As colleges here in Massachusetts like Harvard, MIT, Amherst, Tufts, Emerson, Boston College, and the University of Massachusetts announced plans this week to send students home and complete their courses online, community college presidents like me keep getting asked the same questions:


What are you waiting for?


When are you going to close, too?


It’s not that simple.


Here’s why:


According to Opportunity Insights, through an online database of their economic research made available by the New York Times, the median family income of students attending those seven colleges and universities that were among the first to announce that they were “closing” their campuses is $162,014.


Collectively, around 12% of the students at those institutions are from the top 1% of wealthy families in America—those earning more than $630,000 each year.  Only 20% come from the bottom 60% of poorer families—those earning less than $65,000.  That means 80% of their students are from more comfortable, upper-middle-income families.


Meanwhile, the median family income for students attending the fifteen community colleges in Massachusetts is $54,933—over $100,000 less than their more elite counterparts.


Less than 1%, or in some cases none, of the students at the Commonwealth’s community colleges come from families at the top of the wage ladder, while well over half (58%) are from the bottom.


To add to the economic challenges of community colleges, as the chart below demonstrates, there is a tremendous difference in the resources available among private, selective universities like Harvard, MIT, and Tufts, which spend an average of $70,000 per year on their students; the University of Massachusetts at $40,000 per year, and the state’s community colleges, at a meager $13,000 per year.



Why is family income and the size of a college’s budget important when deciding whether, when, and how to “close” a community college campus, or suddenly send its students online?


When a university with more affluent students closes its dormitories, issues prorated refunds for housing and meal plans, and converts to online teaching, most of their students return to comfortable homes with family support networks, laptop computers, and broadband internet access.  They complete their courses as planned, and as a result, they retain their financial aid, which is largely in the form of private- or university-provided scholarships.


Most community colleges do not have dormitories and meal plans.

Our students are older.


They work while going to school, and are often raising families of their own.

They commute.


They also struggle to make ends meet.


According to a recent survey by the Wisconsin HOPE Lab, 47% of Massachusetts community college students report that they cannot afford to eat balanced meals, and 49% reported some type of housing insecurity during the past year (ranging from poor or unaffordable housing, to crowding, frequent moves, or homelessness).

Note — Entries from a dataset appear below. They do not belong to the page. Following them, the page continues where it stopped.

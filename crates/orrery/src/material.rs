//! Surface lighting coefficients.
//!
//! A [`Material`] is a plain value owned by the
//! [`Primitive`](crate::component::Primitive) that draws with it. It is
//! never shared between primitives, and the only invariant it keeps is the
//! shininess range.

use crate::math::{Color, Vec3};
use crate::render::TextureHandle;

/// Phong material: ambient / diffuse / specular / emission colors, a
/// specular exponent, and an optional albedo texture.
#[derive(Debug, Clone, PartialEq)]
pub struct Material {
    pub ambient: Vec3,
    pub diffuse: Vec3,
    pub specular: Vec3,
    pub emission: Vec3,
    shininess: f32,
    /// `None` samples the backend's 1x1 white texture.
    pub albedo: Option<TextureHandle>,
}

impl Material {
    pub const MIN_SHININESS: f32 = 0.00001;
    pub const MAX_SHININESS: f32 = 128.0;

    pub fn new(ambient: Vec3, diffuse: Vec3, specular: Vec3, emission: Vec3, shininess: f32) -> Self {
        Self {
            ambient,
            diffuse,
            specular,
            emission,
            shininess: clamp_shininess(shininess),
            albedo: None,
        }
    }

    /// Default material with the given diffuse color.
    pub fn from_diffuse(diffuse: Color) -> Self {
        Self {
            diffuse: diffuse.rgb_vec3(),
            ..Self::default()
        }
    }

    pub fn shininess(&self) -> f32 {
        self.shininess
    }

    /// Set the specular exponent, clamped to
    /// `[MIN_SHININESS, MAX_SHININESS]`.
    pub fn set_shininess(&mut self, shininess: f32) {
        self.shininess = clamp_shininess(shininess);
    }

    pub fn set_emission(&mut self, color: Color) {
        self.emission = color.rgb_vec3();
    }
}

impl Default for Material {
    fn default() -> Self {
        Self::new(Vec3::ONE, Vec3::ONE, Vec3::ONE, Vec3::ZERO, 16.0)
    }
}

fn clamp_shininess(value: f32) -> f32 {
    value.clamp(Material::MIN_SHININESS, Material::MAX_SHININESS)
}
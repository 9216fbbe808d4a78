//! # Spatial: Parent-Relative Transforms
//!
//! Every object that exists in the scene carries a [`Spatial`]: a rotation,
//! a translation and a per-axis scale, all expressed relative to an optional
//! parent. The parent is a non-owning [`EntityId`] into the
//! [`World`](crate::world::World)'s flat entity list; the world owns every
//! entity, a `Spatial` only points at one.
//!
//! ## Local Matrix (TRS)
//!
//! ```text
//! local = T × R × S
//!
//!   point ──scale──► ──rotate──► ──translate──► parent space
//! ```
//!
//! Scale is applied first, then rotation, then translation. The world matrix
//! is `parent_world × local`, evaluated by
//! [`World::transformation`](crate::world::World::transformation) by walking
//! the parent chain on every query. Nothing is cached, so there is no dirty
//! flag to get wrong; the price is O(depth) per query, and scene graphs here
//! are at most a handful of levels deep.
//!
//! ## Rotation Convention
//!
//! `rotate_x/y/z` post-multiply the current rotation by a half-angle encoded
//! axis quaternion (`q ← q ⊗ axis(θ)`), so rotations are applied about the
//! object's *local* axes. The result is re-normalized after every call:
//! repeated composition drifts away from unit length in `f32` otherwise.
//!
//! ## Comparison
//!
//! - **Bevy**: `Transform` + `GlobalTransform`, with a propagation system
//!   that caches world matrices once per frame.
//! - **three.js**: `Object3D.matrixWorld` with `matrixWorldNeedsUpdate`
//!   dirty flags.

use crate::math::{Mat4, Quat, Vec3};
use crate::world::EntityId;

/// Rotation, translation and scale relative to an optional parent.
#[derive(Debug, Clone, Copy, PartialEq)]
pub struct Spatial {
    pub rotation: Quat,
    pub translation: Vec3,
    pub scale: Vec3,
    parent: Option<EntityId>,
}

impl Spatial {
    /// Identity rotation, origin, unit scale, no parent.
    pub const IDENTITY: Self = Self {
        rotation: Quat::IDENTITY,
        translation: Vec3::ZERO,
        scale: Vec3::ONE,
        parent: None,
    };

    /// Create a spatial at the given position.
    pub fn from_xyz(x: f32, y: f32, z: f32) -> Self {
        Self {
            translation: Vec3::new(x, y, z),
            ..Self::IDENTITY
        }
    }

    /// Return a copy with uniform scale applied.
    pub fn with_scale(mut self, scale: f32) -> Self {
        self.scale = Vec3::splat(scale);
        self
    }

    /// Return a copy moved to `translation`.
    pub fn with_translation(mut self, translation: Vec3) -> Self {
        self.translation = translation;
        self
    }

    /// The parent this spatial is expressed relative to, if any.
    pub fn parent(&self) -> Option<EntityId> {
        self.parent
    }

    /// Hierarchy edits go through [`World::set_parent`](crate::world::World::set_parent),
    /// which checks for cycles first.
    pub(crate) fn set_parent(&mut self, parent: Option<EntityId>) {
        self.parent = parent;
    }

    /// `translation += offset`.
    pub fn translate(&mut self, offset: Vec3) {
        self.translation += offset;
    }

    /// Rotate about the local X axis.
    pub fn rotate_x(&mut self, radians: f32) {
        self.compose(Quat::from_rotation_x(radians));
    }

    /// Rotate about the local Y axis.
    pub fn rotate_y(&mut self, radians: f32) {
        self.compose(Quat::from_rotation_y(radians));
    }

    /// Rotate about the local Z axis.
    pub fn rotate_z(&mut self, radians: f32) {
        self.compose(Quat::from_rotation_z(radians));
    }

    fn compose(&mut self, axis_rotation: Quat) {
        self.rotation = (self.rotation * axis_rotation).normalize();
    }

    /// The local `T × R × S` matrix, ignoring the parent.
    pub fn local_matrix(&self) -> Mat4 {
        Mat4::from_scale_rotation_translation(self.scale, self.rotation, self.translation)
    }
}

impl Default for Spatial {
    fn default() -> Self {
        Self::IDENTITY
    }
}

#[cfg(test)]
mod tests {
    use super::*;
    use approx::assert_abs_diff_eq;
    use std::f32::consts::{FRAC_PI_2, PI};

    #[test]
    fn default_is_identity() {
        let s = Spatial::default();
        assert_eq!(s.rotation, Quat::IDENTITY);
        assert_eq!(s.translation, Vec3::ZERO);
        assert_eq!(s.scale, Vec3::ONE);
        assert_eq!(s.parent(), None);
        assert_eq!(s.local_matrix(), Mat4::IDENTITY);
    }

    #[test]
    fn translate_accumulates() {
        let mut s = Spatial::from_xyz(1.0, 0.0, 0.0);
        s.translate(Vec3::new(0.5, 2.0, -1.0));
        s.translate(Vec3::new(0.5, 0.0, 0.0));
        assert_eq!(s.translation, Vec3::new(2.0, 2.0, -1.0));
    }

    #[test]
    fn local_matrix_is_scale_then_rotate_then_translate() {
        let mut s = Spatial::from_xyz(1.0, 2.0, 3.0).with_scale(2.0);
        s.rotate_z(FRAC_PI_2);

        // Hand-computed: columns are R·S applied to the basis, then T.
        let expected = Mat4::from_cols_array(&[
            0.0, 2.0, 0.0, 0.0, //
            -2.0, 0.0, 0.0, 0.0, //
            0.0, 0.0, 2.0, 0.0, //
            1.0, 2.0, 3.0, 1.0,
        ]);
        assert!(s.local_matrix().abs_diff_eq(expected, 1e-5));

        let p = s.local_matrix().transform_point3(Vec3::X);
        assert!(p.abs_diff_eq(Vec3::new(1.0, 4.0, 3.0), 1e-5));
    }

    #[test]
    fn rotate_x_uses_half_angle_encoding() {
        let mut s = Spatial::default();
        s.rotate_x(PI);
        // A half turn about X: (sin(π/2), 0, 0, cos(π/2)).
        assert_abs_diff_eq!(s.rotation.x.abs(), 1.0, epsilon = 1e-6);
        assert_abs_diff_eq!(s.rotation.w, 0.0, epsilon = 1e-6);
    }

    #[test]
    fn rotations_compose_about_local_axes() {
        let mut s = Spatial::default();
        s.rotate_y(FRAC_PI_2);
        s.rotate_x(FRAC_PI_2);
        let expected = Quat::from_rotation_y(FRAC_PI_2) * Quat::from_rotation_x(FRAC_PI_2);
        assert!(s.rotation.abs_diff_eq(expected, 1e-6));
    }

    #[test]
    fn rotation_stays_unit_length() {
        let mut s = Spatial::default();
        let mut angle = 0.37_f32;
        for i in 0..10_000 {
            match i % 3 {
                0 => s.rotate_x(angle),
                1 => s.rotate_y(-angle * 1.7),
                _ => s.rotate_z(angle * 13.0),
            }
            angle = (angle * 1.618).rem_euclid(2.0 * PI) - PI;
            assert_abs_diff_eq!(s.rotation.length(), 1.0, epsilon = 1e-5);
        }
    }
}
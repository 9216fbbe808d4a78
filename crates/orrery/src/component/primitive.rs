//! Drawable geometry.

use crate::entity::Entity;
use crate::input::{Input, actions};
use crate::material::Material;
use crate::math::Mat4;
use crate::mesh::MeshData;
use crate::render::{BufferData, DrawCall, DrawMode, GeometryBuffers, RenderBackend, RenderState};

/// Uploaded geometry plus the material it is drawn with.
///
/// The buffers are created once, in [`Primitive::create`], and never
/// touched again. Wireframe mode swaps the draw mode for a line strip over
/// the same indices; it does not rebuild anything.
#[derive(Debug, Clone)]
pub struct Primitive {
    geometry: GeometryBuffers,
    index_count: u32,
    mode: DrawMode,
    wireframe: bool,
    pub material: Material,
}

impl Primitive {
    /// Upload `mesh` through `backend`.
    ///
    /// Missing normals or texture coordinates are uploaded as zeros so every
    /// attribute buffer covers every vertex.
    pub fn create(backend: &mut dyn RenderBackend, mesh: &MeshData, material: Material) -> Self {
        let count = mesh.vertex_count();
        let zero_normals;
        let normals = if mesh.normals.is_empty() {
            zero_normals = vec![0.0; count * 3];
            &zero_normals
        } else {
            &mesh.normals
        };
        let zero_uvs;
        let tex_coords = if mesh.tex_coords.is_empty() {
            zero_uvs = vec![0.0; count * 2];
            &zero_uvs
        } else {
            &mesh.tex_coords
        };

        let geometry = GeometryBuffers {
            positions: backend.create_buffer(BufferData::Attribute(&mesh.vertices)),
            normals: backend.create_buffer(BufferData::Attribute(normals)),
            tex_coords: backend.create_buffer(BufferData::Attribute(tex_coords)),
            indices: backend.create_buffer(BufferData::Index(&mesh.indices)),
        };

        Self {
            geometry,
            index_count: mesh.indices.len() as u32,
            mode: DrawMode::Triangles,
            wireframe: false,
            material,
        }
    }

    /// Fill mode used when wireframe is off.
    pub fn with_mode(mut self, mode: DrawMode) -> Self {
        self.mode = mode;
        self
    }

    pub fn geometry(&self) -> GeometryBuffers {
        self.geometry
    }

    pub fn index_count(&self) -> u32 {
        self.index_count
    }

    pub fn is_wireframe(&self) -> bool {
        self.wireframe
    }

    /// The mode the next draw will use.
    pub fn draw_mode(&self) -> DrawMode {
        if self.wireframe { DrawMode::LineStrip } else { self.mode }
    }

    pub(crate) fn update(&mut self, input: &Input) {
        if input.is_action_down(actions::TOGGLE_WIREFRAME) {
            self.wireframe = !input.is_action_down(actions::SHIFT);
        }
        if input.is_action_down(actions::RESET) {
            self.wireframe = false;
        }
    }

    pub(crate) fn render(&self, backend: &mut dyn RenderBackend, _state: &RenderState, _owner: &Entity, world: Mat4) {
        backend.draw(&DrawCall {
            geometry: self.geometry,
            index_count: self.index_count,
            mode: self.draw_mode(),
            model: world,
            material: &self.material,
        });
    }
}
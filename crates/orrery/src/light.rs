//! Point light colours.
//!
//! The light's position is the world translation of the entity carrying the
//! [`PointLight`]; only its Phong terms live here.

use crate::math::Vec3;

/// Phong light terms, each an RGB intensity.
#[derive(Debug, Clone, Copy, PartialEq)]
pub struct PointLight {
    pub ambient: Vec3,
    pub diffuse: Vec3,
    pub specular: Vec3,
}

impl PointLight {
    /// A white light with the same intensity on every channel.
    pub fn uniform(ambient: f32, diffuse: f32, specular: f32) -> Self {
        Self {
            ambient: Vec3::splat(ambient),
            diffuse: Vec3::splat(diffuse),
            specular: Vec3::splat(specular),
        }
    }
}

impl Default for PointLight {
    fn default() -> Self {
        Self::uniform(0.1, 0.9, 0.5)
    }
}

As the Massachusetts Department of Higher Education’s Student Hunger and Homelessness web site illustrates, every community college in the state has some kind of food pantry or emergency resource center available to assist struggling students.

Because more than a quarter of community college students are parents themselves, most community college campuses offer some kind of reduced-cost, on-site childcare for students, faculty and staff.

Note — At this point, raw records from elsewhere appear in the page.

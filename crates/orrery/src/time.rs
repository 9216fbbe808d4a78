//! Frame timing.
//!
//! [`FrameClock`] is ticked once per redraw by the frame loop. Its delta is
//! plain wall-clock time since the previous tick: there is no clamping and no
//! fixed-step accumulation, so a long stall shows up as one large delta on
//! the next frame.

use std::time::{Duration, Instant};

/// Wall-clock delta between consecutive frames.
#[derive(Debug, Clone, Copy)]
pub struct FrameClock {
    previous: Option<Instant>,
    delta: Duration,
    frame_count: u64,
}

impl FrameClock {
    pub fn new() -> Self {
        Self {
            previous: None,
            delta: Duration::ZERO,
            frame_count: 0,
        }
    }

    /// Advance to a new frame and return its delta in seconds.
    pub fn tick(&mut self) -> f32 {
        self.tick_at(Instant::now())
    }

    /// Advance to a frame that started at `now`. The first tick has a zero
    /// delta.
    pub fn tick_at(&mut self, now: Instant) -> f32 {
        self.delta = match self.previous {
            Some(previous) => now.saturating_duration_since(previous),
            None => Duration::ZERO,
        };
        self.previous = Some(now);
        self.frame_count += 1;
        self.delta.as_secs_f32()
    }

    /// Number of ticks so far.
    pub fn frame_count(&self) -> u64 {
        self.frame_count
    }

    /// Estimated FPS based on the last delta.
    pub fn fps(&self) -> f32 {
        let secs = self.delta.as_secs_f32();
        if secs > 0.0 { 1.0 / secs } else { 0.0 }
    }
}

impl Default for FrameClock {
    fn default() -> Self {
        Self::new()
    }
}

#[cfg(test)]
mod tests {
    use super::*;
    use approx::assert_abs_diff_eq;

    #[test]
    fn first_tick_has_zero_delta() {
        let mut clock = FrameClock::new();
        assert_eq!(clock.tick_at(Instant::now()), 0.0);
        assert_eq!(clock.frame_count(), 1);
    }

    #[test]
    fn delta_is_time_since_previous_tick() {
        let mut clock = FrameClock::new();
        let start = Instant::now();
        clock.tick_at(start);
        let delta = clock.tick_at(start + Duration::from_millis(16));
        assert_abs_diff_eq!(delta, 0.016, epsilon = 1e-6);
        assert_abs_diff_eq!(clock.fps(), 62.5, epsilon = 1e-2);
    }

    #[test]
    fn large_gaps_are_not_clamped() {
        let mut clock = FrameClock::new();
        let start = Instant::now();
        clock.tick_at(start);
        let delta = clock.tick_at(start + Duration::from_secs(5));
        assert_abs_diff_eq!(delta, 5.0, epsilon = 1e-6);
    }
}
//! Error types shared across the crate.
//!
//! Per-frame work (`update` / `render`) never returns errors. Everything that
//! can fail happens at setup time (loading configuration, meshes and images,
//! wiring the hierarchy, creating the GPU backend) and reports an
//! [`OrreryError`] through the crate-wide [`Result`] alias.

use thiserror::Error;

use crate::world::EntityId;

/// Errors raised while assembling or loading a scene.
#[derive(Debug, Error)]
pub enum OrreryError {
    /// Reading a file from disk failed.
    #[error("IO error: {0}")]
    Io(#[from] std::io::Error),

    /// A JSON document (configuration, bindings, mesh) did not parse.
    #[error("JSON error: {0}")]
    Json(#[from] serde_json::Error),

    /// An image could not be decoded.
    #[error("Image error: {0}")]
    Image(#[from] image::ImageError),

    /// Mesh data is structurally inconsistent.
    #[error("Invalid mesh: {0}")]
    InvalidMesh(String),

    /// An [`EntityId`] does not belong to the world it was used with.
    #[error("Unknown entity {0:?}")]
    UnknownEntity(EntityId),

    /// Parenting `child` under `parent` would make the hierarchy cyclic.
    #[error("Parenting {child:?} under {parent:?} would create a cycle")]
    ParentCycle { child: EntityId, parent: EntityId },

    /// The renderer backend could not be created or driven.
    #[error("Renderer backend error: {0}")]
    Backend(String),
}

/// Crate-wide result alias.
pub type Result<T> = std::result::Result<T, OrreryError>;
//! App builder.
//!
//! [`App`] is the entry point for the windowed demo. Give it a
//! [`DemoConfig`], then call [`run`](App::run) to open the window and start
//! the frame loop.
//!
//! # Example
//!
//! ```ignore
//! use orrery::prelude::*;
//!
//! fn main() -> orrery::Result<()> {
//!     env_logger::init();
//!     let config = DemoConfig::load_or_default("assets/orrery.json")?;
//!     App::new(config).run()
//! }
//! ```

use crate::config::DemoConfig;
use crate::error::{OrreryError, Result};
use crate::scene::SceneAssets;

/// Windowed demo builder.
pub struct App {
    config: DemoConfig,
    assets: Option<SceneAssets>,
}

impl App {
    pub fn new(config: DemoConfig) -> Self {
        Self { config, assets: None }
    }

    /// Use these assets instead of loading them from the configured
    /// directory.
    pub fn with_assets(mut self, assets: SceneAssets) -> Self {
        self.assets = Some(assets);
        self
    }

    /// Open the window and run until it is closed.
    ///
    /// Returns the error that stopped the demo if window, GPU or scene setup
    /// failed.
    pub fn run(self) -> Result<()> {
        let assets = match self.assets {
            Some(assets) => assets,
            None => SceneAssets::load(&self.config.assets_dir)?,
        };

        let event_loop = winit::event_loop::EventLoop::new()
            .map_err(|e| OrreryError::Backend(format!("cannot create event loop: {e}")))?;

        let mut app = crate::window::WinitApp::new(self.config, assets);
        event_loop
            .run_app(&mut app)
            .map_err(|e| OrreryError::Backend(format!("event loop error: {e}")))?;

        match app.into_error() {
            Some(e) => Err(e),
            None => Ok(()),
        }
    }
}
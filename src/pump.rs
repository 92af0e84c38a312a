// Copyright 2023 The ChromiumOS Authors
// Use of this source code is governed by a BSD-style license that can be
// found in the LICENSE file.

//! The session pump: drives queued input pictures into a device session and
//! pulls assembled packets back out, surviving mid-stream geometry changes
//! and recoverable device faults without losing frames.

use log::debug;
use log::error;
use log::info;
use log::warn;

use crate::assembler::OutputPacket;
use crate::assembler::PacketAssembler;
use crate::device::DeviceFrame;
use crate::device::DeviceSession;
use crate::device::ReadOutcome;
use crate::device::SessionConfig;
use crate::device::VideoBackend;
use crate::device::WriteOutcome;
use crate::error::VideoError;
use crate::error::VideoResult;
use crate::format::BitDepth;
use crate::format::PictureHint;
use crate::format::Resolution;
use crate::frame::FrameStorage;
use crate::frame::PendingFrame;
use crate::pool::HwFramePool;
use crate::queue::FrameQueue;

/// Lifecycle of one pump. Every boolean question about the session
/// (`started`, `flushing`, ...) is answered by reading this enum; there is
/// no separate flag to fall out of sync.
#[derive(Debug, Clone, Copy, PartialEq, Eq)]
pub enum SessionState {
    /// Opened, nothing submitted yet.
    Idle,
    /// Steady state: frames go in, packets come out.
    Normal,
    /// The input queue is exhausted after an end of input; the end-of-stream
    /// marker goes (or went) out and the device is draining.
    Flushing,
    /// A queued frame wants a different geometry. An end-of-stream marker
    /// was (or is about to be) submitted to terminate the current coded
    /// sequence; the queue is retained untouched.
    SeqChangeDraining,
    /// The device was reinitialized with the new geometry; the first
    /// retained frame has not been accepted yet.
    SeqChangeOpening,
    /// Transient state while pushing the retained backlog after a
    /// reinitialization, with no new external input.
    QueuedFrameDraining,
    /// End-of-stream was delivered downstream. Sticky.
    Ended,
}

/// What a `receive_packet` call produced.
#[derive(Debug)]
pub enum PumpEvent {
    Packet(OutputPacket),
    /// Nothing ready yet; call again after feeding more input or giving the
    /// device time.
    TryAgain,
    /// The stream is complete. Repeated calls keep returning this.
    EndOfStream,
}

And, because most community college students are low-income, they qualify for Pell Grants and other forms of need-based financial aid, and they often rely on this aid not only to pay for tuition and books, but to help with rent and putting food on the table.

They are also less likely to be tech-ready.


A significant number of community college students do not have laptop computers or high-speed internet access at home.  According to a 2015 study by the Pew Research Center, among households with an annual income under $50,000, 31.4% don’t have broadband internet access; while only 8.4% of households over $50,000 lack access to broadband internet.


So, if a community college “closes” and stops offering face-to-face classes, we run the risk of delaying or completely derailing our students’ ability to complete their courses, endangering their financial aid, limiting their access to childcare, food and housing assistance, and pushing them, and perhaps families who depend on them, into more desperate living conditions.